Bu sapmanın miktarı 1,5 Tesla cihazlarda 1,7 piksel kadardır  [41]. Bunun anlamı, protonların bulundukları farklı kimyasal ilişkilerin neden olduğu salınım frekans farklılıkları sonucu, herhangi bir pikselden elde edilen sinyal 1,7 piksel saparak farklı bir piksel içine kodlanır. Cihazın Tesla değeri düşük ise, protonların salınım frekansları düşük, buna bağlı olarak da biraz önce bahsedilen protonlar arasındaki kimyasal çevre farklılıklarına bağlı oluşan salınım frekans farklılıkları da daha az belirgin olacaktır. Bunun anlamı; düşük Tesla değerli sistemlerde bu artefakt belirgin değil iken, yüksek Tesla değerli sistemlerde bu etki belirgindir (bu ayrıca düşük Tesla değerli sistemlerde MR spektroskopik inceleme yapılamamasını da açıklar).

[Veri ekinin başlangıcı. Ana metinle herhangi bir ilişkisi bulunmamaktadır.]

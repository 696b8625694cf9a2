//! SugarWOD adapter.
//!
//! Drives the SugarWOD web app the way a browser does: cookie-primed login,
//! calendar page visit, then the JSON endpoints behind it.

use std::{collections::BTreeSet, time::Duration};

use async_trait::async_trait;
use chrono::NaiveDate;
use reqwest::{header::COOKIE, RequestBuilder, StatusCode};
use serde::de::DeserializeOwned;

use sw2tg_core::{
    config::Config,
    errors::Error,
    workouts::{encode_date, DayBuckets, TrackWeek, WorkoutSource},
    Result,
};

pub mod cookies;
pub mod csrf;
mod dto;
pub mod session;

use dto::{AffiliateSessionResponse, WorkoutsResponse};
use session::Session;

const AFFILIATE_PLACEHOLDER: &str = "{affiliateId}";

/// Account and endpoint paths, relative to `base_url`.
#[derive(Clone, Debug)]
pub struct SugarWodSettings {
    pub base_url: String,
    pub username: String,
    pub password: String,
    pub login_page: String,
    pub logout_page: String,
    pub calendar_page: String,
    pub login_api: String,
    pub workouts_api: String,
    pub affiliate_session_api: String,
    pub timeout: Duration,
}

impl From<&Config> for SugarWodSettings {
    fn from(cfg: &Config) -> Self {
        Self {
            base_url: cfg.sw_base_url.clone(),
            username: cfg.sw_username.clone(),
            password: cfg.sw_password.clone(),
            login_page: cfg.sw_login_page.clone(),
            logout_page: cfg.sw_logout_page.clone(),
            calendar_page: cfg.sw_calendar_page.clone(),
            login_api: cfg.sw_login_api.clone(),
            workouts_api: cfg.sw_workouts_api.clone(),
            affiliate_session_api: cfg.sw_affiliate_session_api.clone(),
            timeout: cfg.sw_http_timeout,
        }
    }
}

#[derive(Clone, Debug)]
pub struct SugarWodClient {
    http: reqwest::Client,
    settings: SugarWodSettings,
}

pub(crate) fn network(e: reqwest::Error) -> Error {
    Error::Network(format!("sugarwod request error: {e}"))
}

impl SugarWodClient {
    pub fn new(settings: SugarWodSettings) -> Result<Self> {
        let http = reqwest::Client::builder()
            .timeout(settings.timeout)
            .build()
            .map_err(|e| Error::Config(format!("http client build failed: {e}")))?;
        Ok(Self { http, settings })
    }

    fn url(&self, path: &str) -> String {
        format!("{}{}", self.settings.base_url.trim_end_matches('/'), path)
    }

    fn with_cookies(&self, req: RequestBuilder, session: &Session) -> RequestBuilder {
        match session.cookie_header() {
            Some(header) => req.header(COOKIE, header),
            None => req,
        }
    }

    /// GET with the session cookies, merging whatever the response sets.
    async fn get(
        &self,
        session: &mut Session,
        path: &str,
        query: &[(&str, &str)],
    ) -> Result<reqwest::Response> {
        let req = self.http.get(self.url(path)).query(query);
        let resp = self
            .with_cookies(req, session)
            .send()
            .await
            .map_err(network)?;
        session.jar.merge(resp.headers());

        let status = resp.status();
        if status == StatusCode::UNAUTHORIZED || status == StatusCode::FORBIDDEN {
            return Err(Error::Auth(format!("GET {path} rejected with {status}")));
        }
        if !status.is_success() {
            return Err(Error::Network(format!("GET {path} failed with {status}")));
        }
        Ok(resp)
    }

    pub(crate) async fn get_text(
        &self,
        session: &mut Session,
        path: &str,
        query: &[(&str, &str)],
    ) -> Result<String> {
        self.get(session, path, query)
            .await?
            .text()
            .await
            .map_err(network)
    }

    async fn get_json<T: DeserializeOwned>(
        &self,
        session: &mut Session,
        path: &str,
        query: &[(&str, &str)],
    ) -> Result<T> {
        let text = self.get_text(session, path, query).await?;
        Ok(serde_json::from_str(&text)?)
    }

    /// One track's week within an open session.
    pub async fn fetch_week(
        &self,
        session: &mut Session,
        track: &str,
        start: NaiveDate,
    ) -> Result<DayBuckets> {
        tracing::info!("Get week {track} {start}");
        let week = encode_date(start);
        let query = [("week", week.as_str()), ("track", track)];

        // The calendar visit rotates cookies the workouts endpoint expects.
        self.get_text(session, &self.settings.calendar_page, &query)
            .await?;
        let resp: WorkoutsResponse = self
            .get_json(session, &self.settings.workouts_api, &query)
            .await?;

        Ok(DayBuckets::group(resp.data.unwrap_or_default()))
    }

    /// One track's week in its own session.
    pub async fn fetch_week_for_track(&self, track: &str, start: NaiveDate) -> Result<DayBuckets> {
        let mut weeks = self
            .fetch_week_by_tracks(&[track.to_string()], start)
            .await?;
        Ok(weeks.pop().map(|w| w.days).unwrap_or_default())
    }

    async fn fetch_weeks(
        &self,
        session: &mut Session,
        tracks: &[String],
        start: NaiveDate,
    ) -> Result<Vec<TrackWeek>> {
        let mut weeks: Vec<TrackWeek> = Vec::with_capacity(tracks.len());
        for track in tracks {
            if weeks.iter().any(|w| &w.track == track) {
                continue;
            }
            let days = self.fetch_week(session, track, start).await?;
            weeks.push(TrackWeek {
                track: track.clone(),
                days,
            });
        }
        Ok(weeks)
    }

    async fn session_tracks(&self, session: &mut Session) -> Result<BTreeSet<String>> {
        let affiliate_id = session
            .affiliate_id
            .clone()
            .ok_or_else(|| Error::Auth("login response without affiliate id".to_string()))?;
        tracing::info!("Get session tracks");
        let path = self
            .settings
            .affiliate_session_api
            .replace(AFFILIATE_PLACEHOLDER, &affiliate_id);
        let resp: AffiliateSessionResponse = self.get_json(session, &path, &[]).await?;
        Ok(resp.track_keys())
    }
}

#[async_trait]
impl WorkoutSource for SugarWodClient {
    async fn fetch_week_by_tracks(
        &self,
        tracks: &[String],
        start: NaiveDate,
    ) -> Result<Vec<TrackWeek>> {
        let mut session = self.login().await?;
        let result = self.fetch_weeks(&mut session, tracks, start).await;
        self.logout(&mut session).await;
        result
    }

    async fn list_tracks(&self) -> Result<BTreeSet<String>> {
        let mut session = self.login().await?;
        let result = self.session_tracks(&mut session).await;
        self.logout(&mut session).await;
        result
    }
}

Bu artefakt nasıl önlenebilir?

Eğer frekans-kodlama aksisinde piksel (kolon) başına düşen frekans farklılığı kimyasal şiften fazla yapılır ise bu artefakt kaybolacaktır (chemical shift suppression); bununla birlikte bu uygulama inhomojeniteye neden olacağından dolayı elde edeceğimiz SNR değerinin düşük olmasına ve görüntü kalitesinin bozulmasına neden olacaktır. Bu nedenle genellikle kimyasal şift artefaktına rağmen bu süpresyon uygulanmamaktadır. Yüksek Tesla’lı sistemlerde sorun olabilen bu artefakt, zaten düşük Tesla değerli sistemlerde görülmez.